O debut foi gravado, mixado e masterizado por Roberto “Swan” de Lucena no Estúdio Aquagreen (Blumenau / SC).

Já o título do álbum foi retirado do filme turco “Kis Uykusu” dirigido por Nuri Bilge Ceylan e escrito por Ebru Ceylan e Nuri Bilge Ceylan.

O que faz até sentido já que os conflitos e sentimentos à flor da pele parecem fazer parte da essência do disco.



Seus 31 minutos e 8 faixas que caem bem para nossos tempos. Podendo nos trazer sensações distintas como a de insegurança, despretensão, belas melodias e porque não dizer: um certo ar de nostalgia. Já que toda esta onda revival de dream pop sempre parece um filme noir rebobinando.

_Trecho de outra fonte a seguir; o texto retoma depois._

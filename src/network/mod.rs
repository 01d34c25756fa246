//! Peer-to-peer networking
//!
//! Nodes talk over plain TCP, one JSON message per line. Four message kinds
//! are enough to gossip transactions, announce new blocks and resolve forks
//! by adopting the longest valid chain.

pub mod message;
pub mod node;
pub mod peer_manager;
pub mod server;
pub mod sync;

pub use message::{Message, MessageType};
pub use node::{Node, ProductionMode};
pub use peer_manager::PeerManager;
pub use server::{send_transaction, Server};
pub use sync::{handle_message, Outbound};
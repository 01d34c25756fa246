//! Shared fixtures for unit tests

pub mod test_utils;

pub use test_utils::*;
//! Command-line interface
//!
//! This module contains the CLI commands and argument parsing
//! for the node binary.

pub mod commands;

pub use commands::{Command, MineModeArg, Opt};
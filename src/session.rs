//! CRI session transport
//!
//! Owns the TCP connection to the controller and the background tasks that
//! service it: a reader task that turns incoming frames into state updates
//! and command events, a writer task that serializes outgoing frames, and
//! a keepalive task that keeps the session alive with zero jog messages.

use std::sync::Arc;
use std::time::{Duration, SystemTime, UNIX_EPOCH};

use tokio::io::{AsyncReadExt, AsyncWriteExt};
use tokio::net::tcp::{OwnedReadHalf, OwnedWriteHalf};
use tokio::net::TcpStream;
use tokio::sync::{broadcast, mpsc, watch};
use tokio::task::JoinHandle;
use tokio::time;
use tracing::{debug, trace, warn};

use crate::config::ConnectorConfig;
use crate::error::{CriError, Result};
use crate::protocol::{self, Message, MessageCounter, MessageParser};
use crate::state::RobotState;

/// Outgoing frames queued between callers and the writer task
const OUTGOING_QUEUE: usize = 64;

/// Command events buffered for slow subscribers
const EVENT_QUEUE: usize = 64;

/// Acknowledgement or completion event tied to a command counter id
#[derive(Debug, Clone)]
pub struct CommandEvent {
    pub id: u32,
    pub kind: CommandEventKind,
}

#[derive(Debug, Clone)]
pub enum CommandEventKind {
    Accepted,
    Rejected(String),
    MotionFinished,
    MotionFailed(String),
}

/// One open connection to the controller
///
/// Dropping the session aborts the reader and keepalive tasks; the writer
/// task drains the outgoing queue first, so frames posted right before the
/// drop still reach the wire.
pub(crate) struct Session {
    config: ConnectorConfig,
    outgoing: mpsc::Sender<String>,
    counter: Arc<MessageCounter>,
    state_rx: watch::Receiver<RobotState>,
    events_tx: broadcast::Sender<CommandEvent>,
    reader_task: JoinHandle<()>,
    keepalive_task: JoinHandle<()>,
    _writer_task: JoinHandle<()>,
}

impl Session {
    pub(crate) async fn connect(config: &ConnectorConfig) -> Result<Self> {
        let tuning = config.connection();
        let endpoint = (config.host.as_str(), config.port);

        let stream = time::timeout(tuning.connect_timeout(), TcpStream::connect(endpoint))
            .await
            .map_err(|_| {
                CriError::Connection(format!(
                    "Connecting to {}:{} timed out",
                    config.host, config.port
                ))
            })?
            .map_err(|e| {
                CriError::Connection(format!(
                    "Failed to connect to {}:{}: {}",
                    config.host, config.port, e
                ))
            })?;
        stream.set_nodelay(true)?;

        let parser = MessageParser::new()?;
        let (read_half, write_half) = stream.into_split();
        let (outgoing_tx, outgoing_rx) = mpsc::channel(OUTGOING_QUEUE);
        let (state_tx, state_rx) = watch::channel(RobotState::default());
        let (events_tx, _) = broadcast::channel(EVENT_QUEUE);
        let counter = Arc::new(MessageCounter::new());

        let reader_task = tokio::spawn(read_loop(read_half, parser, state_tx, events_tx.clone()));
        let writer_task = tokio::spawn(write_loop(write_half, outgoing_rx));
        let keepalive_task = tokio::spawn(keepalive_loop(
            outgoing_tx.clone(),
            counter.clone(),
            tuning.keepalive_interval(),
        ));

        debug!("CRI session opened to {}:{}", config.host, config.port);

        Ok(Self {
            config: config.clone(),
            outgoing: outgoing_tx,
            counter,
            state_rx,
            events_tx,
            reader_task,
            keepalive_task,
            _writer_task: writer_task,
        })
    }

    pub(crate) fn config(&self) -> &ConnectorConfig {
        &self.config
    }

    /// Latest state snapshot (non-blocking)
    pub(crate) fn state(&self) -> RobotState {
        self.state_rx.borrow().clone()
    }

    /// Wait for the next STATUS broadcast
    pub(crate) async fn next_state(&mut self) -> Option<RobotState> {
        self.state_rx.changed().await.ok()?;
        Some(self.state_rx.borrow().clone())
    }

    /// Subscribe to command events
    ///
    /// Subscribe before sending the command the events are awaited for,
    /// otherwise the acknowledgement can be missed.
    pub(crate) fn subscribe_events(&self) -> broadcast::Receiver<CommandEvent> {
        self.events_tx.subscribe()
    }

    /// Queue a command frame and return its counter id
    pub(crate) async fn send_command(&self, body: String) -> Result<u32> {
        let id = self.counter.next();
        let frame = protocol::frame(id, &body);
        trace!("-> {}", frame.trim_end());
        self.outgoing
            .send(frame)
            .await
            .map_err(|_| CriError::Connection("Session writer is gone".to_string()))?;
        Ok(id)
    }

    /// Best-effort command for drop paths
    ///
    /// Returns the counter id if the frame could be queued.
    pub(crate) fn post_command(&self, body: &str) -> Option<u32> {
        let id = self.counter.next();
        let frame = protocol::frame(id, body);
        self.outgoing.try_send(frame).ok().map(|_| id)
    }

    /// Block until the controller has reported its state at least once
    pub(crate) async fn wait_for_state(&self, timeout: Duration) -> Result<()> {
        let mut state_rx = self.state_rx.clone();
        let deadline = time::Instant::now() + timeout;

        loop {
            if state_rx.borrow().sequence > 0 {
                return Ok(());
            }
            match time::timeout_at(deadline, state_rx.changed()).await {
                Ok(Ok(())) => {}
                Ok(Err(_)) => {
                    return Err(CriError::Connection(
                        "Connection closed before the first STATUS broadcast".to_string(),
                    ))
                }
                Err(_) => return Err(CriError::Timeout("the first STATUS broadcast".to_string())),
            }
        }
    }
}

impl Drop for Session {
    fn drop(&mut self) {
        self.reader_task.abort();
        self.keepalive_task.abort();
    }
}

async fn read_loop(
    mut read_half: OwnedReadHalf,
    parser: MessageParser,
    state_tx: watch::Sender<RobotState>,
    events_tx: broadcast::Sender<CommandEvent>,
) {
    let mut buffer = String::new();
    let mut chunk = [0u8; 4096];
    let mut sequence: u64 = 0;

    loop {
        let n = match read_half.read(&mut chunk).await {
            Ok(0) => {
                debug!("Controller closed the connection");
                break;
            }
            Ok(n) => n,
            Err(e) => {
                warn!("Read error on CRI session: {}", e);
                break;
            }
        };

        buffer.push_str(&String::from_utf8_lossy(&chunk[..n]));

        for (counter, body) in parser.drain_frames(&mut buffer) {
            match protocol::parse_body(&body) {
                Ok(Message::Status(mut state)) => {
                    sequence += 1;
                    state.sequence = sequence;
                    state.timestamp = unix_now();
                    if state_tx.send(state).is_err() {
                        return;
                    }
                }
                Ok(Message::CommandAck { id }) => {
                    publish(&events_tx, id, CommandEventKind::Accepted);
                }
                Ok(Message::CommandRejected { id, reason }) => {
                    publish(&events_tx, id, CommandEventKind::Rejected(reason));
                }
                Ok(Message::MotionFinished { id }) => {
                    publish(&events_tx, id, CommandEventKind::MotionFinished);
                }
                Ok(Message::MotionFailed { id, reason }) => {
                    publish(&events_tx, id, CommandEventKind::MotionFailed(reason));
                }
                Ok(Message::Info(text)) => debug!("Controller message: {}", text),
                Ok(Message::Keepalive) => trace!("Keepalive echo"),
                Ok(Message::Unknown(kind)) => {
                    trace!("Ignoring {} message (frame {})", kind, counter);
                }
                Err(e) => warn!("Dropping frame {}: {}", counter, e),
            }
        }
    }
}

fn publish(events_tx: &broadcast::Sender<CommandEvent>, id: u32, kind: CommandEventKind) {
    // a send error only means nobody is currently waiting on events
    let _ = events_tx.send(CommandEvent { id, kind });
}

async fn write_loop(mut write_half: OwnedWriteHalf, mut outgoing: mpsc::Receiver<String>) {
    while let Some(frame) = outgoing.recv().await {
        if let Err(e) = write_half.write_all(frame.as_bytes()).await {
            warn!("Write error on CRI session: {}", e);
            break;
        }
    }
    let _ = write_half.shutdown().await;
}

async fn keepalive_loop(
    outgoing: mpsc::Sender<String>,
    counter: Arc<MessageCounter>,
    period: Duration,
) {
    let mut ticker = time::interval(period);
    ticker.set_missed_tick_behavior(time::MissedTickBehavior::Delay);

    loop {
        ticker.tick().await;
        let frame = protocol::frame(counter.next(), &protocol::alive_jog());
        if outgoing.send(frame).await.is_err() {
            break;
        }
    }
}

fn unix_now() -> f64 {
    SystemTime::now()
        .duration_since(UNIX_EPOCH)
        .unwrap_or_default()
        .as_secs_f64()
}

O “Nó” da garganta parece desentrelaçar logo na primeira faixa com acordes em marcha lenta que criam todo um clima de vazio e solidão. O universo dos sonhos, os desejos desatados e os “quases” parecem ganhar uma canção para remoer todos aqueles sentimentos aprisionados.

“Sono de Inverno”, faixa título, já tem uma verve mais dançante e blasé ao mesmo tempo. Com direito a aquela energia que consagrou o Real Estate, e que roubou a cena lá em 2014.

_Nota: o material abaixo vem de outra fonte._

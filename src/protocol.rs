//! Pure Rust implementation of the CRI message layer
//!
//! Every message between client and controller travels as an ASCII frame
//! `CRISTART <counter> <body> CRIEND` with a cyclic message counter. The
//! controller streams STATUS broadcasts, acknowledges commands by counter
//! id and reports motion completion as separate execution messages.

use crate::state::RobotState;
use crate::{CriError, Result};
use regex::Regex;
use std::sync::atomic::{AtomicU32, Ordering};

pub const FRAME_START: &str = "CRISTART";
pub const FRAME_END: &str = "CRIEND";

/// Highest message counter value before wrapping back to 1
pub const COUNTER_MAX: u32 = 9999;

/// Cyclic message counter shared by all senders on a session
#[derive(Debug, Default)]
pub struct MessageCounter(AtomicU32);

impl MessageCounter {
    pub fn new() -> Self {
        Self(AtomicU32::new(0))
    }

    /// Next counter value in 1..=[`COUNTER_MAX`]
    pub fn next(&self) -> u32 {
        let n = self.0.fetch_add(1, Ordering::Relaxed);
        (n % COUNTER_MAX) + 1
    }
}

/// Wrap a message body into a complete wire frame
pub fn frame(counter: u32, body: &str) -> String {
    format!("{} {} {} {}\n", FRAME_START, counter, body, FRAME_END)
}

/// Keepalive body: zero jog on all nine axes
pub fn alive_jog() -> String {
    format!("ALIVEJOG{}", " 0.0".repeat(9))
}

/// Request or give up active control of the robot
pub fn set_active(active: bool) -> String {
    format!("CMD Active {}", active)
}

/// Motion speed override in percent
pub fn set_override(percent: f64) -> String {
    format!("CMD Override {:.1}", percent)
}

/// Relative motion in the base coordinate system: six pose deltas, three
/// external axis deltas and a velocity
pub fn move_relative_base(delta: [f64; 6], external: [f64; 3], velocity: f64) -> String {
    let mut body = String::from("CMD Move RelativeBase");
    for value in delta.iter().chain(external.iter()) {
        body.push_str(&format!(" {:.3}", value));
    }
    body.push_str(&format!(" {:.1}", velocity));
    body
}

/// Stop any running motion
pub fn stop_motion() -> String {
    "CMD Move Stop".to_string()
}

/// A parsed message from the controller
#[derive(Debug, Clone, PartialEq)]
pub enum Message {
    /// Periodic state broadcast
    Status(RobotState),
    /// Command accepted by the controller
    CommandAck { id: u32 },
    /// Command refused by the controller
    CommandRejected { id: u32, reason: String },
    /// Motion command finished executing
    MotionFinished { id: u32 },
    /// Motion command aborted by the controller
    MotionFailed { id: u32, reason: String },
    /// Free-text log line from the controller
    Info(String),
    /// Controller-side keepalive echo
    Keepalive,
    /// Message kind this client does not interpret
    Unknown(String),
}

/// Parse the body of an extracted frame
pub fn parse_body(body: &str) -> Result<Message> {
    let mut parts = body.splitn(2, char::is_whitespace);
    let kind = parts.next().unwrap_or_default();
    let rest = parts.next().unwrap_or("").trim();

    match kind {
        "STATUS" => Ok(Message::Status(RobotState::from_status_body(rest)?)),
        "CMDACK" => Ok(Message::CommandAck {
            id: parse_id(kind, rest)?,
        }),
        "CMDERROR" => {
            let (id, reason) = parse_id_and_reason(kind, rest)?;
            Ok(Message::CommandRejected { id, reason })
        }
        "EXECEND" => Ok(Message::MotionFinished {
            id: parse_id(kind, rest)?,
        }),
        "EXECERROR" => {
            let (id, reason) = parse_id_and_reason(kind, rest)?;
            Ok(Message::MotionFailed { id, reason })
        }
        "MESSAGE" => Ok(Message::Info(rest.to_string())),
        "ALIVEJOG" => Ok(Message::Keepalive),
        other => Ok(Message::Unknown(other.to_string())),
    }
}

fn parse_id(kind: &str, rest: &str) -> Result<u32> {
    rest.split_whitespace()
        .next()
        .and_then(|token| token.parse().ok())
        .ok_or_else(|| CriError::Protocol(format!("{} without a command id: {:?}", kind, rest)))
}

fn parse_id_and_reason(kind: &str, rest: &str) -> Result<(u32, String)> {
    let id = parse_id(kind, rest)?;
    let reason = rest
        .split_whitespace()
        .skip(1)
        .collect::<Vec<_>>()
        .join(" ");
    Ok((id, reason))
}

/// Streaming frame extractor
///
/// Feed raw received text into a buffer and drain complete frames out of
/// it; partial frames stay in the buffer until the rest arrives.
pub struct MessageParser {
    frame_pattern: Regex,
}

impl MessageParser {
    pub fn new() -> Result<Self> {
        let frame_pattern = Regex::new(r"^CRISTART\s+(\d+)\s+(.*)\s+CRIEND$")
            .map_err(|e| CriError::Protocol(format!("Invalid frame pattern: {}", e)))?;

        Ok(Self { frame_pattern })
    }

    /// Pull every complete frame out of the receive buffer
    ///
    /// Bytes that cannot be part of a frame are discarded, except for a
    /// short tail that could still be a split start marker.
    pub fn drain_frames(&self, buffer: &mut String) -> Vec<(u32, String)> {
        let mut frames = Vec::new();

        loop {
            let Some(start) = buffer.find(FRAME_START) else {
                // keep a tail that could still be a split start marker; the
                // cut must not land inside a multi-byte replacement char
                let cut = buffer.len().saturating_sub(FRAME_START.len());
                if buffer.is_char_boundary(cut) {
                    buffer.drain(..cut);
                }
                break;
            };

            let Some(end) = buffer[start..].find(FRAME_END) else {
                if start > 0 {
                    buffer.drain(..start);
                }
                break;
            };

            let end = start + end + FRAME_END.len();
            let raw = buffer[start..end].to_string();
            buffer.drain(..end);

            match self.parse_frame(&raw) {
                Some(parsed) => frames.push(parsed),
                None => tracing::warn!("Dropping malformed frame: {:?}", raw),
            }
        }

        frames
    }

    /// Split a single extracted frame into counter and body
    fn parse_frame(&self, raw: &str) -> Option<(u32, String)> {
        let captures = self.frame_pattern.captures(raw)?;
        let counter = captures.get(1)?.as_str().parse().ok()?;
        let body = captures.get(2)?.as_str().trim().to_string();
        Some((counter, body))
    }
}
//! Asynchronous CRI connector for iRC robot controllers
//!
//! This library speaks the CRI ASCII interface of an iRC robot controller
//! over TCP and exposes it through scoped sessions: a passive observe
//! session for state visibility and an exclusive control session for
//! motion commands. Sessions release the underlying connection (and, for
//! control sessions, motion authority) on every exit path.
//!
//! # Quick Start
//!
//! ```rust,no_run
//! use cri_connector::{CriConnector, MoveOptions};
//! use std::time::Duration;
//!
//! #[tokio::main]
//! async fn main() -> Result<(), Box<dyn std::error::Error>> {
//!     let connector = CriConnector::new("192.168.3.11", 3921);
//!
//!     // Passive state read
//!     let observer = connector.observe().await?;
//!     println!("{}", observer.robot_state());
//!     observer.close();
//!
//!     // Exclusive control
//!     let mut controller = connector.control().await?;
//!     controller.set_override(50.0).await?;
//!     controller
//!         .move_base_relative(
//!             [10.0, 0.0, 0.0, 0.0, 0.0, 0.0],
//!             [0.0, 0.0, 0.0],
//!             25.0,
//!             MoveOptions::wait(Duration::from_millis(5000)),
//!         )
//!         .await?;
//!     controller.close().await?;
//!
//!     Ok(())
//! }
//! ```
//!
//! # Architecture
//!
//! - **CriConnector**: session factory for one controller endpoint
//! - **ObserveSession / ControlSession**: scoped sessions with guaranteed
//!   release of connection and control authority
//! - **Session transport**: reader, writer and keepalive tasks over one
//!   TCP connection
//! - **Protocol**: CRI frame encoding, extraction and parsing

pub mod config;
pub mod connector;
pub mod error;
pub mod protocol;
mod session;
pub mod state;

// High-level exports for easy usage
pub use config::{ConnectionConfig, ConnectorConfig, DEFAULT_CRI_PORT};
pub use connector::{ControlSession, CriConnector, MoveOptions, ObserveSession};
pub use error::{CriError, Result};
pub use state::{kinematics_state_name, operation_mode_name, RobotState};

// Protocol exports for advanced usage and test doubles
pub use protocol::{Message, MessageCounter, MessageParser};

Mas é este sentimento de estar perdido e procurando uma direção que a faixa caminha. Ferido, o interlocutor parece procurar por escudos para se recompor e partir para a próxima paixão avassaladora.

O espírito da “Cidade”, e suas faces, servem de cenário para expor os conflitos e a falta de palavras. A busca por superação e as longas caminhadas em vão, por sua vez, ajudam a compor sua extensão. O powerpop, o chillwave e o dream pop mais delirante deixam “o amanhecer” da faixa mais agridoce. Fazendo parecer até ter uma luz no fim do túnel.

Senti um pouco de Death Cab for Cutie, The Walkmen nos acordes mais suaves de “Domingo”. Parece rebobinar memórias não muito positivas sobre os momentos de dificuldade envoltos em uma impiedosa e torturante calmaria.

“Frio” arrepia a alma e feito uma foice atravessa o coração dos jovens. Utilizando de metáforas para falar sobre a dicotomia que o frio pode proporcionar. Tortura, dói e renasce.

Já a instrumental “Surfando Montanhas” flerta com a surf music de maneira um tanto quanto Pixies e cria uma deliciosa sensação de libertação. Ao mesmo tempo que é um paraíso perdido para fãs de My Bloody Valentine e grupos de post-rock.

“Maré” parece chegar literalmente após a ressaca. É uma faixa para se deixar levar mas para ter cuidado para não perder o chão.

A conexão com a lua e a maré, fenômeno natural, ganha o artifício mais uma vez do uso das metáforas. Passar pelas correntes, e maremotos, podem conduzir por sua vez a novos caminhos. Particularmente eu acho que a canção agradará a fãs dos paulistas do Raça.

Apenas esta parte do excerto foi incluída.